Most guides about 1688 teach you how to read the price already sitting on the product page. That price is rarely the one a factory will actually approve once you ask for a full wholesale price sheet. If you have been ordering samples or small batches and paying the number displayed on the listing, you are very likely leaving 15 to 30 percent on the table. This post is about getting the real tiered catalogue, the one factories only send when you ask the right way.
Why the price you see on 1688 is not the price you'll get approved
The number displayed on a 1688 product page is almost always either a retail-adjacent price or the price at the lowest quantity tier, usually 1 to 10 pieces. It exists to get you to click and chat, not to reflect what you'll pay at 500 or 1,000 units.

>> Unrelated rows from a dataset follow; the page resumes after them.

//! Corpus statistics over a finalized path set.
//!
//! Pure aggregation: each file is read exactly once, summing line
//! counts and byte sizes. Files that became unreadable between
//! filtering and reporting (a race against concurrent filesystem
//! mutation) are skipped and counted, never a hard failure — the
//! corpus may be gathered over a long-running crawl of a live tree.

use std::fmt;
use std::fs;
use std::path::Path;

use rayon::prelude::*;
use serde::{Deserialize, Serialize};
use tracing::warn;

use crate::core::paths::PathSet;
use crate::core::pipeline::CancelToken;

/// Aggregate statistics for a curated corpus.
///
/// Derived and read-only: recomputed on demand from the current path
/// set, never persisted as authoritative state.
#[derive(Debug, Clone, Copy, Default, PartialEq, Eq, Serialize, Deserialize)]
pub struct CorpusStats {
    /// Number of files in the final path set that could be read.
    pub file_count: usize,
    /// Total line count across those files.
    pub total_loc: usize,
    /// Total byte size across those files.
    pub total_bytes: u64,
    /// Files that became unreadable between filtering and reporting.
    pub skipped_files: usize,
}

impl CorpusStats {
    /// Dataset size in gigabytes (2^30 bytes).
    pub fn size_gb(&self) -> f64 {
        self.total_bytes as f64 / (1u64 << 30) as f64
    }
}

impl fmt::Display for CorpusStats {
    fn fmt(&self, f: &mut fmt::Formatter<'_>) -> fmt::Result {
        writeln!(f, "# source files: {}", group_thousands(self.file_count))?;
        writeln!(f, "LOC: {}", group_thousands(self.total_loc))?;
        write!(f, "Dataset size: {:.3} GB", self.size_gb())?;
        if self.skipped_files > 0 {
            write!(f, "\n(skipped {} unreadable files)", self.skipped_files)?;
        }
        Ok(())
    }
}

/// Compute statistics over `paths`, reading each file once.
///
/// On cancellation, remaining files are skipped; the caller decides
/// whether the partial result is worth reporting.
pub fn compute_stats(paths: &PathSet, cancel: &CancelToken) -> CorpusStats {
    let per_file: Vec<Option<(usize, u64)>> = paths
        .as_slice()
        .par_iter()
        .map(|path| {
            if cancel.is_cancelled() {
                None
            } else {
                measure_file(path)
            }
        })
        .collect();

    let mut stats = CorpusStats::default();
    for measurement in per_file {
        match measurement {
            Some((loc, bytes)) => {
                stats.file_count += 1;
                stats.total_loc += loc;
                stats.total_bytes += bytes;
            }
            None => stats.skipped_files += 1,
        }
    }
    stats
}

fn measure_file(path: &Path) -> Option<(usize, u64)> {
    match fs::read_to_string(path) {
        Ok(content) => Some((content.lines().count(), content.len() as u64)),
        Err(err) => {
            warn!("Skipping unreadable file in stats: {} ({err})", path.display());
            None
        }
    }
}

/// Format an integer with `,` thousands separators, matching the
/// human-readable summary layout.
fn group_thousands(value: usize) -> String {
    let digits = value.to_string();
    let mut out = String::with_capacity(digits.len() + digits.len() / 3);
    for (i, c) in digits.chars().enumerate() {
        if i > 0 && (digits.len() - i) % 3 == 0 {
            out.push(',');
        }
        out.push(c);
    }
    out
}

#[cfg(test)]
mod tests {
    use super::*;
    use std::path::PathBuf;

    #[test]
    fn stats_are_additive_over_the_path_set() {
        let dir = tempfile::tempdir().unwrap();
        let a = dir.path().join("a.py");
        let b = dir.path().join("b.py");
        fs::write(&a, "line one\nline two\n").unwrap(); // 18 bytes, 2 lines
        fs::write(&b, "only\n").unwrap(); // 5 bytes, 1 line

        let stats = compute_stats(&PathSet::from_paths(vec![a, b]), &CancelToken::new());
        assert_eq!(stats.file_count, 2);
        assert_eq!(stats.total_loc, 3);
        assert_eq!(stats.total_bytes, 23);
        assert_eq!(stats.skipped_files, 0);
    }

    #[test]
    fn vanished_files_are_counted_not_fatal() {
        let dir = tempfile::tempdir().unwrap();
        let a = dir.path().join("a.py");
        fs::write(&a, "x\n").unwrap();

        let set = PathSet::from_paths(vec![a, PathBuf::from("/nonexistent/gone.py")]);
        let stats = compute_stats(&set, &CancelToken::new());
        assert_eq!(stats.file_count, 1);
        assert_eq!(stats.skipped_files, 1);
    }

    #[test]
    fn cancellation_skips_remaining_files() {
        let dir = tempfile::tempdir().unwrap();
        let a = dir.path().join("a.py");
        fs::write(&a, "x\n").unwrap();

        let cancel = CancelToken::new();
        cancel.cancel();
        let stats = compute_stats(&PathSet::from_paths(vec![a]), &cancel);
        assert_eq!(stats.file_count, 0);
        assert_eq!(stats.skipped_files, 1);
    }

    #[test]
    fn thousands_grouping() {
        assert_eq!(group_thousands(0), "0");
        assert_eq!(group_thousands(999), "999");
        assert_eq!(group_thousands(1000), "1,000");
        assert_eq!(group_thousands(1234567), "1,234,567");
    }

    #[test]
    fn display_includes_all_three_metrics() {
        let stats = CorpusStats {
            file_count: 1200,
            total_loc: 34000,
            total_bytes: 1 << 30,
            skipped_files: 0,
        };
        let rendered = stats.to_string();
        assert!(rendered.contains("# source files: 1,200"));
        assert!(rendered.contains("LOC: 34,000"));
        assert!(rendered.contains("1.000 GB"));
    }
}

Factories keep a separate tiered price sheet internally: one price at 100 pieces, a lower one at 500, a lower one again at 1,000+. That sheet does not sit on the public listing. It gets sent by the sales rep only after a buyer opens a conversation and asks for it directly.
The gap is real and it's not small. Take a silicone kitchen tool SKU listed at RMB 9.8 per piece on the product page. Message the supplier, state you're ordering 800 pieces, and the quote that comes back might land at RMB 7.2, a 26 percent drop from the displayed number. On a $3,000 order that's roughly $780 in margin you'd have paid away for no reason.
New shop owners skip this step constantly, usually because chatting in Chinese feels like friction, or because the displayed price looks "good enough" against what they'd pay locally. It isn't a failure of research. It's a missing habit: always ask before you commit to a number you never negotiated.
What a full wholesale price sheet actually includes
A real catalogue is not one number. It's a structure, and knowing what to expect helps you spot when a supplier is giving you the full picture versus a rushed answer.
Tiered pricing by quantity. Expect at minimum three tiers, something like 100 / 500 / 1,000+ pieces, each with its own unit price. A supplier who only gives you one number hasn't sent you the sheet yet, they've sent you a headline.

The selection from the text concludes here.